A map $f \colon M^m \to N^n$ between two manifolds is smooth if and only if for any $p\in M$, there exists a chart $(U,\varphi)$ around $x\in U \subset M$ and a chart $(V,\psi)$ around $f(p) \in V\subset N$ such that the map $$ \psi\circ f \circ \varphi^{-1}\colon \varphi(U) \subset \Bbb R^m \to \psi(V)\subset \Bbb R^n $$ is smooth in the usual sense. Note that by the usual compatibility of charts, the "there exists" can be substitute with "for all" in the above definition.
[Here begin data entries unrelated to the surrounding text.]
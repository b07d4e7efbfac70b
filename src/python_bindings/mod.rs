//! Python bindings that expose the distance pipeline via PyO3.
use std::path::{Path, PathBuf};

use pyo3::{
    exceptions::{PyRuntimeError, PyValueError},
    prelude::*,
    types::PyModule,
};

use crate::bindash::parse_file;
use crate::cluster::LinkageMethod;
use crate::config::JobConfig;
use crate::job::JobRunner;
use crate::matrix::build_distance_matrix;
use crate::render::DendrogramPlan;
use crate::statistics::summarize;
use crate::visualizer::{FileType, VisualizerRegistry};

fn runtime_err(err: impl std::fmt::Display) -> PyErr {
    PyRuntimeError::new_err(err.to_string())
}

/// Python-facing entry point for BinDash analyses.
#[pyclass]
#[derive(Debug)]
pub struct PyFungiAnalyzer {
    config: JobConfig,
}

#[pymethods]
impl PyFungiAnalyzer {
    #[new]
    #[pyo3(signature = (output_root = None, config_path = None))]
    /// Create an analyzer, optionally loading a TOML config and overriding
    /// the output root.
    pub fn new(output_root: Option<PathBuf>, config_path: Option<PathBuf>) -> PyResult<Self> {
        let mut config = match config_path {
            Some(path) => JobConfig::from_toml_path(path).map_err(runtime_err)?,
            None => JobConfig::default(),
        };
        if let Some(root) = output_root {
            config = config.with_output_root(root);
        }
        Ok(Self { config })
    }

    /// List `(file_type, available)` for every known file type.
    pub fn list_file_types(&self) -> Vec<(String, bool)> {
        VisualizerRegistry::with_defaults()
            .list()
            .into_iter()
            .map(|info| (info.file_type.to_string(), info.available))
            .collect()
    }

    /// Summary statistics of a distance file as a JSON string.
    pub fn statistics_json(&self, path: PathBuf) -> PyResult<String> {
        let parsed = parse_file(&path).map_err(runtime_err)?;
        serde_json::to_string(&summarize(&parsed.comparisons)).map_err(runtime_err)
    }

    /// Distance matrix of a file as labelled TSV.
    pub fn distance_matrix_tsv(&self, path: PathBuf) -> PyResult<String> {
        let parsed = parse_file(&path).map_err(runtime_err)?;
        let matrix = build_distance_matrix(&parsed.comparisons).map_err(runtime_err)?;
        Ok(matrix.to_tsv())
    }

    /// Clustering tree of a file in Newick format.
    ///
    /// Args:
    ///     path: BinDash distance file.
    ///     method: Optional linkage name; defaults to the configured one.
    #[pyo3(signature = (path, method = None))]
    pub fn newick(&self, path: PathBuf, method: Option<String>) -> PyResult<String> {
        let method = match method {
            Some(name) => name
                .parse::<LinkageMethod>()
                .map_err(|err| PyValueError::new_err(err.to_string()))?,
            None => self.config.render.linkage_method,
        };
        let parsed = parse_file(&path).map_err(runtime_err)?;
        let matrix = build_distance_matrix(&parsed.comparisons).map_err(runtime_err)?;
        let plan = DendrogramPlan::from_matrix(&matrix, method).map_err(runtime_err)?;
        Ok(plan.newick)
    }

    /// Run a full job and return the report as a JSON string.
    ///
    /// Args:
    ///     path: Input file.
    ///     file_type: Optional type name overriding detection.
    #[pyo3(signature = (path, file_type = None))]
    pub fn run_job(&self, path: PathBuf, file_type: Option<String>) -> PyResult<String> {
        let mut config = self.config.clone();
        if let Some(name) = file_type {
            let ty: FileType = name
                .parse()
                .map_err(|err: crate::visualizer::UnknownFileType| PyValueError::new_err(err.to_string()))?;
            config = config.with_file_type(ty);
        }
        let report = JobRunner::new(config)
            .run(Path::new(&path))
            .map_err(runtime_err)?;
        serde_json::to_string(&report).map_err(runtime_err)
    }
}

/// Create Python module.
#[pymodule]
pub fn fungigt_py(_py: Python<'_>, m: &Bound<'_, PyModule>) -> PyResult<()> {
    m.add_class::<PyFungiAnalyzer>()?;
    Ok(())
}
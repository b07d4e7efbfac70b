use std::io::{self, Write};
use std::path::{Path, PathBuf};

use anyhow::{bail, Context, Result};
use clap::{Parser, Subcommand};
use tracing_subscriber::EnvFilter;

use fungigt::render::DendrogramPlan;
use fungigt::{
    build_distance_matrix, parse_file, summarize, FileType, JobConfig, JobRunner, LinkageMethod,
    VisualizerRegistry,
};

#[derive(Parser, Debug)]
#[command(name = "fungigt", about = "Comparative-genomics figures from BinDash distance tables")]
struct Cli {
    /// TOML configuration file.
    #[arg(long, global = true)]
    config: Option<PathBuf>,

    #[command(subcommand)]
    command: Commands,
}

#[derive(Subcommand, Debug)]
enum Commands {
    /// Run a full visualization job and print its report.
    Visualize {
        /// Input file.
        file: PathBuf,
        /// Directory that receives the job's output directory.
        #[arg(long)]
        output_root: Option<PathBuf>,
        /// Skip detection and treat the file as this type.
        #[arg(long)]
        file_type: Option<FileType>,
        /// Do not write report.json.
        #[arg(long)]
        no_report: bool,
        /// Bins per distribution histogram.
        #[arg(long)]
        histogram_bins: Option<usize>,
    },
    /// Print summary statistics as JSON.
    Stats {
        /// BinDash distance file.
        file: PathBuf,
    },
    /// Print the completed distance matrix as TSV.
    Matrix {
        /// BinDash distance file.
        file: PathBuf,
    },
    /// Print the clustering tree in Newick format.
    Tree {
        /// BinDash distance file.
        file: PathBuf,
        /// Linkage method; defaults to the configured one.
        #[arg(long)]
        linkage: Option<LinkageMethod>,
    },
    /// List known file types and whether a visualizer handles them.
    Types,
}

fn main() -> Result<()> {
    let log_level = std::env::var("FUNGIGT_LOG").unwrap_or_else(|_| "info".to_string());
    tracing_subscriber::fmt()
        .with_env_filter(
            EnvFilter::try_from_default_env().unwrap_or_else(|_| EnvFilter::new(&log_level)),
        )
        .with_writer(io::stderr)
        .init();

    let cli = Cli::parse();
    let config = load_config(cli.config.as_deref())?;

    match cli.command {
        Commands::Visualize {
            file,
            output_root,
            file_type,
            no_report,
            histogram_bins,
        } => {
            let mut config = config;
            if let Some(root) = output_root {
                config = config.with_output_root(root);
            }
            if let Some(ty) = file_type {
                config = config.with_file_type(ty);
            }
            if no_report {
                config = config.with_report(false);
            }
            if let Some(bins) = histogram_bins {
                config.render = config.render.with_histogram_bins(bins);
                config.render.validate().context("invalid --histogram-bins")?;
            }
            run_visualize(config, &file)?
        }
        Commands::Stats { file } => run_stats(&file)?,
        Commands::Matrix { file } => run_matrix(&file)?,
        Commands::Tree { file, linkage } => {
            run_tree(&file, linkage.unwrap_or(config.render.linkage_method))?
        }
        Commands::Types => run_types()?,
    }

    Ok(())
}

fn load_config(path: Option<&Path>) -> Result<JobConfig> {
    match path {
        Some(path) => JobConfig::from_toml_path(path)
            .with_context(|| format!("failed to load config {}", path.display())),
        None => Ok(JobConfig::default()),
    }
}

fn run_visualize(config: JobConfig, file: &Path) -> Result<()> {
    let report = JobRunner::new(config)
        .run(file)
        .with_context(|| format!("job failed for {}", file.display()))?;
    let json = serde_json::to_string_pretty(&report).context("failed to encode report")?;
    println!("{json}");
    if let Some(failure) = &report.error {
        bail!("{} ({}): {}", failure.kind, failure.file, failure.message);
    }
    Ok(())
}

fn run_stats(file: &Path) -> Result<()> {
    let parsed =
        parse_file(file).with_context(|| format!("failed to parse {}", file.display()))?;
    let stats = summarize(&parsed.comparisons);
    let json = serde_json::to_string_pretty(&stats).context("failed to encode statistics")?;
    println!("{json}");
    Ok(())
}

fn run_matrix(file: &Path) -> Result<()> {
    let parsed =
        parse_file(file).with_context(|| format!("failed to parse {}", file.display()))?;
    let matrix = build_distance_matrix(&parsed.comparisons)
        .with_context(|| format!("failed to build distance matrix for {}", file.display()))?;
    let stdout = io::stdout();
    let mut out = stdout.lock();
    matrix.write_tsv(&mut out).context("failed to write matrix")?;
    Ok(())
}

fn run_tree(file: &Path, method: LinkageMethod) -> Result<()> {
    let parsed =
        parse_file(file).with_context(|| format!("failed to parse {}", file.display()))?;
    let matrix = build_distance_matrix(&parsed.comparisons)
        .with_context(|| format!("failed to build distance matrix for {}", file.display()))?;
    let plan = DendrogramPlan::from_matrix(&matrix, method).context("clustering failed")?;
    println!("{}", plan.newick);
    Ok(())
}

fn run_types() -> Result<()> {
    let stdout = io::stdout();
    let mut out = stdout.lock();
    for info in VisualizerRegistry::with_defaults().list() {
        writeln!(
            out,
            "{}\t{}\t{}\t{}",
            info.file_type,
            if info.available { "available" } else { "fallback" },
            info.extensions.join(","),
            info.description
        )?;
    }
    Ok(())
}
Let $X\colon M^m \to TM$ be a vector field. Let $\pi \colon TM \to M$ be the canonical projection. Let $(U,\varphi)$ be a chart on $U$, and $(\pi^{-1}(U),\Phi)$ be the associated chart of $TM$. In these charts, $X$ has the expression $$ \begin{array}{r|ccc} \Phi\circ X \circ \varphi^{-1} \colon & \varphi(U) & \longrightarrow & \Phi(\pi^{-1}(U)) = \varphi(U)\times \Bbb R^m \\ & (x^1,\ldots,x^m) & \longmapsto & \left(x^m,\ldots,x^m,X^1(x^1,\ldots,x^m),\ldots,X^m(x^1,\ldots,x^m)\right). \end{array} $$ Note that these $\{X^j\}$ are the same as in the usual expression $X = \sum_{j=1}^m X^j \frac{\partial}{\partial x^j}$.
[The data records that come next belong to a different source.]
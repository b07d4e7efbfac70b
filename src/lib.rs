//! # FungiGT comparative-genomics visualization core
//!
//! Turns BinDash pairwise distance tables into the data behind a standard set
//! of comparative-genomics figures.
//!
//! ## Pipeline
//!
//! 1. **Parse**: detect the table layout (comparison pairs or labelled square
//!    matrix) and normalize every row into a [`PairwiseComparison`], replacing
//!    unreadable values with documented defaults instead of failing.
//! 2. **Summarize**: descriptive statistics over the comparison list.
//! 3. **Matrix**: expand comparisons into a symmetric, zero-diagonal
//!    [`DistanceMatrix`], imputing pairs that were never compared.
//! 4. **Cluster and project**: average-linkage dendrogram, Newick export and
//!    classical MDS over the sanitized condensed matrix.
//! 5. **Render**: plan each figure and hand it to a [`render::RenderBackend`];
//!    one failing figure becomes a placeholder and never aborts the job.
//!
//! ## Usage Example
//!
//! ```no_run
//! use std::path::Path;
//! use fungigt::{JobConfig, JobRunner};
//!
//! let runner = JobRunner::new(JobConfig::default().with_output_root("outputs"));
//! let report = runner.run(Path::new("distances.tsv"))?;
//! println!("{} artifacts in {}", report.artifacts.len(), report.output_dir.display());
//! # Ok::<(), fungigt::job::JobError>(())
//! ```

#![warn(missing_docs, missing_debug_implementations)]

pub mod bindash;
pub mod cluster;
pub mod config;
pub mod job;
pub mod matrix;
pub mod render;
pub mod statistics;
pub mod visualizer;
/// Python bindings for exposing the pipeline to external runtimes.
#[cfg(feature = "python-bindings")]
pub mod python_bindings;

pub use bindash::{parse_file, parse_str, ParseDiagnostics, ParseError, ParsedComparisons, PairwiseComparison};
pub use cluster::{classical_mds, ClusterError, Linkage, LinkageMethod, Projection};
pub use config::{ConfigError, JobConfig, RenderConfig};
pub use job::{JobError, JobReport, JobRunner};
pub use matrix::{build_distance_matrix, sanitize_for_clustering, CondensedMatrix, DistanceMatrix, MatrixError};
pub use render::{ArtifactKind, RenderError};
pub use statistics::{summarize, SummaryStatistics};
pub use visualizer::{detect_file_type, FileType, Visualizer, VisualizerRegistry};

use thiserror::Error;
use visualizer::{AnalysisError, UnknownFileType, ValidationError};

/// Any error the crate can produce.
#[derive(Error, Debug)]
pub enum FungiError {
    /// Input could not be parsed.
    #[error(transparent)]
    Parse(#[from] ParseError),

    /// Distance matrix could not be built.
    #[error(transparent)]
    Matrix(#[from] MatrixError),

    /// Clustering or projection failed.
    #[error(transparent)]
    Cluster(#[from] ClusterError),

    /// An artifact could not be planned or written.
    #[error(transparent)]
    Render(#[from] RenderError),

    /// Configuration was unreadable or invalid.
    #[error(transparent)]
    Config(#[from] ConfigError),

    /// The file failed pre-parse validation.
    #[error(transparent)]
    Validation(#[from] ValidationError),

    /// A file type name was not recognised.
    #[error(transparent)]
    FileType(#[from] UnknownFileType),

    /// The job could not run.
    #[error(transparent)]
    Job(#[from] JobError),
}

impl From<AnalysisError> for FungiError {
    fn from(err: AnalysisError) -> Self {
        match err {
            AnalysisError::Invalid(err) => FungiError::Validation(err),
            AnalysisError::Parse(err) => FungiError::Parse(err),
        }
    }
}

impl FungiError {
    /// Stable snake-case name for reports.
    pub fn kind(&self) -> &'static str {
        match self {
            FungiError::Parse(ParseError::Io { .. }) => "io",
            FungiError::Parse(ParseError::EmptyInput { .. }) => "empty_input",
            FungiError::Parse(ParseError::NoValidData { .. }) => "no_valid_data",
            FungiError::Matrix(err) => matrix_kind(err),
            FungiError::Cluster(_) => "clustering_failed",
            FungiError::Render(RenderError::Matrix(err)) => matrix_kind(err),
            FungiError::Render(RenderError::Cluster(_)) => "clustering_failed",
            FungiError::Render(RenderError::Io { .. }) => "io",
            FungiError::Config(_) => "invalid_config",
            FungiError::Validation(ValidationError::Io { .. }) => "io",
            FungiError::Validation(ValidationError::NoDataLines { .. }) => "empty_input",
            FungiError::Validation(_) => "invalid_file",
            FungiError::FileType(_) => "unknown_file_type",
            FungiError::Job(JobError::UnrecognizedFileType { .. }) => "unrecognized_file_type",
            FungiError::Job(JobError::Io { .. }) => "io",
            FungiError::Job(JobError::Serialize { .. }) => "serialization",
        }
    }
}

fn matrix_kind(err: &MatrixError) -> &'static str {
    match err {
        MatrixError::InsufficientData { .. } => "insufficient_data",
        MatrixError::DimensionMismatch { .. } => "dimension_mismatch",
    }
}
Now, if $X$, is smooth, then for all chart of $M$ and $TM$, the composition should be smooth. Applying to the pair of charts $(U,\varphi)$ and $(\pi^{-1}(U),\Phi)$ shows that the components $\{X^j\}$ of $X$ are smooth.
Reciprocally, assume that $\{X^j\}$ are smooth. Then around any point, we have found a specific pair of charts $(U,\varphi)$ and $(\pi^{-1}(U),\Phi)$ in which $\Phi\circ X \circ \varphi^{-1}$ is smooth. It follows that $X$ is smooth.